== INPUT MATERIAL ==
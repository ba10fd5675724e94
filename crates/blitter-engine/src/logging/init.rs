use std::sync::Once;

/// Logger configuration.
///
/// `env_filter` follows the `env_logger` filter syntax (e.g. "info",
/// "blitter_engine::render=trace").
#[derive(Debug, Clone)]
pub struct LoggingConfig {
    pub env_filter: Option<String>,
    pub write_style: env_logger::WriteStyle,
}

impl Default for LoggingConfig {
    fn default() -> Self {
        Self {
            env_filter: None,
            write_style: env_logger::WriteStyle::Auto,
        }
    }
}

impl LoggingConfig {
    /// Config with an explicit filter, ignoring `RUST_LOG`.
    pub fn with_filter(filter: impl Into<String>) -> Self {
        Self {
            env_filter: Some(filter.into()),
            ..Self::default()
        }
    }
}

static INIT: Once = Once::new();

/// Initializes the global logger once.
///
/// Later calls are ignored. Filter precedence: `config.env_filter`, then
/// `RUST_LOG`, then `info`.
pub fn init_logging(config: LoggingConfig) {
    INIT.call_once(|| {
        let mut builder = env_logger::Builder::new();

        if let Some(filter) = config.env_filter {
            builder.parse_filters(&filter);
        } else if let Ok(filter) = std::env::var("RUST_LOG") {
            builder.parse_filters(&filter);
        } else {
            builder.filter_level(log::LevelFilter::Info);
        }

        builder.write_style(config.write_style);

        // Another logger may already be installed by the host application.
        if builder.try_init().is_err() {
            log::debug!("global logger already set; keeping it");
            return;
        }

        log::debug!("logging initialized");
    });
}
use core::ops::{Add, Sub};

/// 2D vector in pixels.
#[derive(Debug, Copy, Clone, Default, PartialEq)]
pub struct Vec2 {
    pub x: f32,
    pub y: f32,
}

impl Vec2 {
    #[inline]
    pub const fn new(x: f32, y: f32) -> Self {
        Self { x, y }
    }

    #[inline]
    pub const fn zero() -> Self {
        Self { x: 0.0, y: 0.0 }
    }

    /// `(1, 1)`: the scroll factor of a container that follows the camera 1:1.
    #[inline]
    pub const fn one() -> Self {
        Self { x: 1.0, y: 1.0 }
    }

    /// Component-wise product.
    #[inline]
    pub fn mul_components(self, rhs: Vec2) -> Vec2 {
        Vec2::new(self.x * rhs.x, self.y * rhs.y)
    }
}

impl Add for Vec2 {
    type Output = Vec2;
    #[inline]
    fn add(self, rhs: Vec2) -> Vec2 {
        Vec2::new(self.x + rhs.x, self.y + rhs.y)
    }
}

impl Sub for Vec2 {
    type Output = Vec2;
    #[inline]
    fn sub(self, rhs: Vec2) -> Vec2 {
        Vec2::new(self.x - rhs.x, self.y - rhs.y)
    }
}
===
> **DIRECTIONS**
From the first line to the last, reproduce the data exactly.

> **WRITTEN SOLUTION**
repository ba10fd5675724e94
filename crates/blitter-engine/src/logging/init.rs
use std::sync::Once;

/// Logger configuration.
///
/// `env_filter` follows the `env_logger` filter syntax (e.g. "info",
/// "blitter_engine::render=trace").
#[derive(Debug, Clone)]
pub struct LoggingConfig {
    pub env_filter: Option<String>,
    pub write_style: env_logger::WriteStyle,
}

impl Default for LoggingConfig {
    fn default() -> Self {
        Self {
            env_filter: None,
            write_style: env_logger::WriteStyle::Auto,
        }
    }
}

impl LoggingConfig {
    /// Config with an explicit filter, ignoring `RUST_LOG`.
    pub fn with_filter(filter: impl Into<String>) -> Self {
        Self {
            env_filter: Some(filter.into()),
            ..Self::default()
        }
    }
}

static INIT: Once = Once::new();

/// Initializes the global logger once.
///
/// Later calls are ignored. Filter precedence: `config.env_filter`, then
/// `RUST_LOG`, then `info`.
pub fn init_logging(config: LoggingConfig) {
    INIT.call_once(|| {
        let mut builder = env_logger::Builder::new();

        if let Some(filter) = config.env_filter {
            builder.parse_filters(&filter);
        } else if let Ok(filter) = std::env::var("RUST_LOG") {
            builder.parse_filters(&filter);
        } else {
            builder.filter_level(log::LevelFilter::Info);
        }

        builder.write_style(config.write_style);

        // Another logger may already be installed by the host application.
        if builder.try_init().is_err() {
            log::debug!("global logger already set; keeping it");
            return;
        }

        log::debug!("logging initialized");
    });
}
use core::ops::{Add, Sub};

/// 2D vector in pixels.
#[derive(Debug, Copy, Clone, Default, PartialEq)]
pub struct Vec2 {
    pub x: f32,
    pub y: f32,
}

impl Vec2 {
    #[inline]
    pub const fn new(x: f32, y: f32) -> Self {
        Self { x, y }
    }

    #[inline]
    pub const fn zero() -> Self {
        Self { x: 0.0, y: 0.0 }
    }

    /// `(1, 1)`: the scroll factor of a container that follows the camera 1:1.
    #[inline]
    pub const fn one() -> Self {
        Self { x: 1.0, y: 1.0 }
    }

    /// Component-wise product.
    #[inline]
    pub fn mul_components(self, rhs: Vec2) -> Vec2 {
        Vec2::new(self.x * rhs.x, self.y * rhs.y)
    }
}

impl Add for Vec2 {
    type Output = Vec2;
    #[inline]
    fn add(self, rhs: Vec2) -> Vec2 {
        Vec2::new(self.x + rhs.x, self.y + rhs.y)
    }
}

impl Sub for Vec2 {
    type Output = Vec2;
    #[inline]
    fn sub(self, rhs: Vec2) -> Vec2 {
        Vec2::new(self.x - rhs.x, self.y - rhs.y)
    }
}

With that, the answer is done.